* **Work instructions**
Every line of the records below that has the word "ViewParams" should be copied.

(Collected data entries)
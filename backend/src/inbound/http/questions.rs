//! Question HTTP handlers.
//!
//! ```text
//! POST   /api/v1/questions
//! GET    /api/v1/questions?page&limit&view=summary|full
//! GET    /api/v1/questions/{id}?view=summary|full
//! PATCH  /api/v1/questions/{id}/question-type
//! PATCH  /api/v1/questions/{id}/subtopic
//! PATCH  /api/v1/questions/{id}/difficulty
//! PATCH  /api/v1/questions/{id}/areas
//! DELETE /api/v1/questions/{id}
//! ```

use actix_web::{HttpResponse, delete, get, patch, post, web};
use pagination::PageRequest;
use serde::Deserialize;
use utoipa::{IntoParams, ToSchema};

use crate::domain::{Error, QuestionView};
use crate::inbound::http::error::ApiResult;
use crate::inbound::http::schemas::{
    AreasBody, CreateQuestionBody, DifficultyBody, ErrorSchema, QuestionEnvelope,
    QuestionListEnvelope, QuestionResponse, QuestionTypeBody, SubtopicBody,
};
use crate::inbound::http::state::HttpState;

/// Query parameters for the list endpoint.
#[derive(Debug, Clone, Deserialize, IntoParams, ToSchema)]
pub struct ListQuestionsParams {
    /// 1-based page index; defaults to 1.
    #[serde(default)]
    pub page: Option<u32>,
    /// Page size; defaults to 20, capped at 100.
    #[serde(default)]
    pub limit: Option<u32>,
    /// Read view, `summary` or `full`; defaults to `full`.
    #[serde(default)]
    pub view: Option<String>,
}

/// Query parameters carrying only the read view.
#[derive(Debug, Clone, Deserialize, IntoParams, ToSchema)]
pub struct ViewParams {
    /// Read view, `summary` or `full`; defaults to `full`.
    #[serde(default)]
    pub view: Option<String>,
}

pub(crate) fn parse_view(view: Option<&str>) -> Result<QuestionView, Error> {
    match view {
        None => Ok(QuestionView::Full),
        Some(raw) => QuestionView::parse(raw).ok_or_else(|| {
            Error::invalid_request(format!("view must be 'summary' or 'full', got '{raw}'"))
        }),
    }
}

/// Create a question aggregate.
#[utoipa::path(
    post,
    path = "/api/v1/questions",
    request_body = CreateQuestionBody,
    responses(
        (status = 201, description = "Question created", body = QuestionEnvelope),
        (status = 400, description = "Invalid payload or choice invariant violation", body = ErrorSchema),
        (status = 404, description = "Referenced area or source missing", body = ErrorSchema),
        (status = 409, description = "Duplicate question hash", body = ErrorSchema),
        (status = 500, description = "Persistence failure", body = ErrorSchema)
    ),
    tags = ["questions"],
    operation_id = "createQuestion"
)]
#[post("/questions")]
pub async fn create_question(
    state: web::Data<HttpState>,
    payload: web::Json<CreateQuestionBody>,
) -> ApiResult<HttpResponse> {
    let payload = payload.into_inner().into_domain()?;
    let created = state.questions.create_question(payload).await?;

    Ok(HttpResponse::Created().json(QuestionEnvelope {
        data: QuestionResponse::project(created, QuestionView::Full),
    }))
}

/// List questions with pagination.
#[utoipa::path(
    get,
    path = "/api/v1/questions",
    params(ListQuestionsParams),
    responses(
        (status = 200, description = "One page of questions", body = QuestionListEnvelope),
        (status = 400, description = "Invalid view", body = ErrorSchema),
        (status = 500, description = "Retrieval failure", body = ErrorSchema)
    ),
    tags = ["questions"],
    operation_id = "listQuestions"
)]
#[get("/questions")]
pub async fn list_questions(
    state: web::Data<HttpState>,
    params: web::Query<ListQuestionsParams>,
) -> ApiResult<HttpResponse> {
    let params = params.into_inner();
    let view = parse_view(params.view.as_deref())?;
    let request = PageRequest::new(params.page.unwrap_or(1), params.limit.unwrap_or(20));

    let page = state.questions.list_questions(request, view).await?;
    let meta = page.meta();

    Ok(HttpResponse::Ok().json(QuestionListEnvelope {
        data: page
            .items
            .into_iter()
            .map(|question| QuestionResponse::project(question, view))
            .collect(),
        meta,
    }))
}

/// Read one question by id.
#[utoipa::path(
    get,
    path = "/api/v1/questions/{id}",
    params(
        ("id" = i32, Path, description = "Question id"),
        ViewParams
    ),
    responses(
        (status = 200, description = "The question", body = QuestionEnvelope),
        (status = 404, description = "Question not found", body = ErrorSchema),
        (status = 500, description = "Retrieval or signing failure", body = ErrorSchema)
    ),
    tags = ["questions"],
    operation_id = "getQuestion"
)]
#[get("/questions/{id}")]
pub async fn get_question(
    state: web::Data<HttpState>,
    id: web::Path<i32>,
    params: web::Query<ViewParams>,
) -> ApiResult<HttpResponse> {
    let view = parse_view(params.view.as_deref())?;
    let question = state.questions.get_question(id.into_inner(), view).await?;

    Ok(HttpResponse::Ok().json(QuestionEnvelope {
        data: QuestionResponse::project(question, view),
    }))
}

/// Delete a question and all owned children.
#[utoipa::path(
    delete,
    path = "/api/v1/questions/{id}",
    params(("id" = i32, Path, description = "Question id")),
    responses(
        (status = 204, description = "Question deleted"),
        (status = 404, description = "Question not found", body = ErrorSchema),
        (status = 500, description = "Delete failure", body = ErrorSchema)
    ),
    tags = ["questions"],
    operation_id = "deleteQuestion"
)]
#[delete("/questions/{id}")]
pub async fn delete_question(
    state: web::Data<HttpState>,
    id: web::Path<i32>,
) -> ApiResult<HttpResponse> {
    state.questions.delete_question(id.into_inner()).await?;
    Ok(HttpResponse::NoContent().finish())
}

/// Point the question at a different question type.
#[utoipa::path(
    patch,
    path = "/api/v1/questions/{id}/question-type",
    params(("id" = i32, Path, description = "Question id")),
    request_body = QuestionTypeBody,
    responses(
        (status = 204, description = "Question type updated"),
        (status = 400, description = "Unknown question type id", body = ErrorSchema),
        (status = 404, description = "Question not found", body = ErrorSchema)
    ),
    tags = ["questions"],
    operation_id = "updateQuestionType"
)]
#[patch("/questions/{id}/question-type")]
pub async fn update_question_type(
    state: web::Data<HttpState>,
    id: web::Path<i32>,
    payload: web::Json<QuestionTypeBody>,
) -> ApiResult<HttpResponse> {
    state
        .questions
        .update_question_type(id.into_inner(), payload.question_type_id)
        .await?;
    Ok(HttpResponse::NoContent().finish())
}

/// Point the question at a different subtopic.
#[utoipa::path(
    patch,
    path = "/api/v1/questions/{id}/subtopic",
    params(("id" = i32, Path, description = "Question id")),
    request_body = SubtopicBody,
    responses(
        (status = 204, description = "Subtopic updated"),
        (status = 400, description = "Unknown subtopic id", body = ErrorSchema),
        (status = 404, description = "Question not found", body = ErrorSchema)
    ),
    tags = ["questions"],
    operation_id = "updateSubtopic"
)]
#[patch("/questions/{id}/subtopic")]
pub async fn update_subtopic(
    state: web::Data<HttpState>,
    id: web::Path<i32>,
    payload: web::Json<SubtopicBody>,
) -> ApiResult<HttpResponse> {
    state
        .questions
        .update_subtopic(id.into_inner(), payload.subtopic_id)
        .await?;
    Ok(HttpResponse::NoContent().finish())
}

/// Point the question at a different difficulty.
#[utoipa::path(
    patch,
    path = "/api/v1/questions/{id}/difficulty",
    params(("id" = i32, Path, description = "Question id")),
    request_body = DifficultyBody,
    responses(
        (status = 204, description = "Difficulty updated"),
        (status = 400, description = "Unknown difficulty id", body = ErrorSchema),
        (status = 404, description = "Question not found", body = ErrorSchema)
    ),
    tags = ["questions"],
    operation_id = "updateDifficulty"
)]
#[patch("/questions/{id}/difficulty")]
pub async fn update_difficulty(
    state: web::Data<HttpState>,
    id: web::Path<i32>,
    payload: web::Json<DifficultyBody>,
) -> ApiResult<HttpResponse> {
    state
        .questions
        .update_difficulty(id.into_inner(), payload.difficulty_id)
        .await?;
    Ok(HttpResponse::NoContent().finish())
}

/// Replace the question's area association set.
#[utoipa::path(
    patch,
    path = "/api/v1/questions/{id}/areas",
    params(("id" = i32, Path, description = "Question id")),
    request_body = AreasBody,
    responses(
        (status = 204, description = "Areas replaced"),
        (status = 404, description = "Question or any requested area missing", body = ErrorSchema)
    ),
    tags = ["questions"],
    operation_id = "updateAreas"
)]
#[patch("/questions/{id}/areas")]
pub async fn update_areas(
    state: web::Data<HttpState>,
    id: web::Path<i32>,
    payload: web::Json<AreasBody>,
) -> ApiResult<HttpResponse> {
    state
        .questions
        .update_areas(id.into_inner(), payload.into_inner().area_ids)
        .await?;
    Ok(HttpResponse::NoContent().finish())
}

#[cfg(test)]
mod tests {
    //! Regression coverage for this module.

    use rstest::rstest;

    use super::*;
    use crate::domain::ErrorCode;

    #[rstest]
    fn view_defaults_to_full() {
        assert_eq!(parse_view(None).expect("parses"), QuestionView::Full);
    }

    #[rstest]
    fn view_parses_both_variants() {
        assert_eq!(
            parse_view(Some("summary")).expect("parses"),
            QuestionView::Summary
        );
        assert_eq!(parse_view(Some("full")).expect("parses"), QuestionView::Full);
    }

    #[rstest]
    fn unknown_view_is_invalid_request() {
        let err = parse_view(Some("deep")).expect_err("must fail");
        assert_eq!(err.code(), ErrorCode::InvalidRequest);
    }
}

* **Finished exercise**
pub struct ViewParams {
        ViewParams
    params: web::Query<ViewParams>,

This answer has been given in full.